Вдруг бронетранспортер вздрогнул и, резко крутнувшись, пошел вкось, уткнулся в каменный забор. Я увидел, как дверь кабинки распахнулась, из нее вывалился мертвый водитель, затем выскочил какой-то коротышка-солдат в смятой шинели и больших, грузных сапогах, с толстым портфелем подмышкой, и стал карабкаться через забор. Я выстрелил в него, но промахнулся. Немец скрылся в саду.
Автоматчики, лишившись броневого движущегося прикрытия, кое-как отстреливаясь, гурьбой бросились в ближайшую улицу, где партизан не было. Улица выходила к глубокому оврагу, поросшему кустарником…
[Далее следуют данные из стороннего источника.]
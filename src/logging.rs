//! Logging setup for the `recast` binary.
//!
//! Console output goes to stderr so that prompts on stdout stay readable.
//! With `--log-file` every event is also appended, without colors, to a file.
//!
//! `RUST_LOG` overrides the verbosity given on the command line.

use std::fs::OpenOptions;
use std::io;
use std::path::PathBuf;
use std::sync::Mutex;

use tracing::Level;
use tracing_subscriber::{fmt, layer::SubscriberExt, util::SubscriberInitExt, EnvFilter};

/// Configuration for logging behavior
#[derive(Debug, Clone)]
pub struct LogConfig {
    pub level: Level,
    /// Include the module path in console output
    pub with_target: bool,
    pub with_ansi: bool,
    /// Append the full trail to this file as well
    pub log_file: Option<PathBuf>,
}

impl Default for LogConfig {
    fn default() -> Self {
        Self {
            level: Level::INFO,
            with_target: false,
            with_ansi: true,
            log_file: None,
        }
    }
}

impl LogConfig {
    /// `-v` count to level: none is info, one is debug, more is trace
    pub fn from_verbosity(verbosity: u8) -> Self {
        let level = match verbosity {
            0 => Level::INFO,
            1 => Level::DEBUG,
            _ => Level::TRACE,
        };
        Self {
            level,
            ..Default::default()
        }
    }

    pub fn with_log_file(mut self, path: Option<PathBuf>) -> Self {
        self.log_file = path;
        self
    }

    pub fn with_ansi(mut self, enable: bool) -> Self {
        self.with_ansi = enable;
        self
    }
}

/// Install the global subscriber. Call once, at startup.
///
/// Fails if the log file cannot be opened.
pub fn init_logging(config: &LogConfig) -> io::Result<()> {
    let file = match &config.log_file {
        Some(path) => Some(OpenOptions::new().create(true).append(true).open(path)?),
        None => None,
    };
    let file_layer = file.map(|file| {
        fmt::layer()
            .with_writer(Mutex::new(file))
            .with_ansi(false)
            .with_target(true)
    });

    let console_layer = fmt::layer()
        .with_writer(io::stderr)
        .with_ansi(config.with_ansi)
        .with_target(config.with_target)
        .without_time();

    // a subscriber may already be installed
    let _ = tracing_subscriber::registry()
        .with(build_env_filter(config.level))
        .with(console_layer)
        .with(file_layer)
        .try_init();

    Ok(())
}

fn build_env_filter(level: Level) -> EnvFilter {
    EnvFilter::try_from_default_env().unwrap_or_else(|_| {
        let level = level.as_str().to_lowercase();
        // dependencies stay at warn
        EnvFilter::new(format!("warn,recast={level}"))
    })
}

#[cfg(test)]
mod tests {
    use super::*;

    #[test]
    fn test_from_verbosity() {
        assert_eq!(LogConfig::from_verbosity(0).level, Level::INFO);
        assert_eq!(LogConfig::from_verbosity(1).level, Level::DEBUG);
        assert_eq!(LogConfig::from_verbosity(3).level, Level::TRACE);
    }

    #[test]
    fn test_log_file_is_created() {
        let dir = tempfile::tempdir().unwrap();
        let path = dir.path().join("recast.log");
        let config = LogConfig::default()
            .with_ansi(false)
            .with_log_file(Some(path.clone()));

        init_logging(&config).unwrap();
        assert!(path.exists());
    }
}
— А догонять не будем? — спросил Васко, высовываясь в амбразуру башни почти по пояс. — Смотри, куда бегут. В овраг!
— Далеко не убегут!
Я знал, что по обеим сторонам оврага сидела в засаде рота под командованием Радовича».
18
«…Из окон больших домов свисали белые простыни. По улицам, гремя постромками, бродили мохнатые толстоногие лошади. Интенданты расхватывали их, впрягали в фуры, что-то на них уже грузили. Возле легких горных орудий с нарисованными на щитах дубовыми листьями разгорался опор.
— Наши пушки! — кричали бойцы из роты Янкова.
Но черногорцы, усевшись на стволах и лафетах, оспаривали трофеи.
— Пополам, — рассудил Петковский. — Братья все делят пополам. — Он крутил рукоятки поворотного и подъемного механизмов, открывал и закрывал затвор, тянул за стопор курка. Артиллерия была его страстью, как и все, что имело отношение к технике.
— А стрелять научишься? — спросил подошедший Вучетин.
— Учусь… Зарядить? Снарядов вон сколько! Готово! Беглым огнем!
— Отставить! — улыбнулся Вучетин. — Будешь командовать батареей, еще настреляешься.
Командир деловито оглядел орудия:
— Три Радовичу, три нам. Никто не в обиде. Теперь мы настоящая регулярная часть. Не только по названию, но и по вооружению.
— Вот что значит драться вместе! — шумели черногорцы.
— Правильно! Не растопыренными пальцами, а кулаком! По-советски!.. Слышите?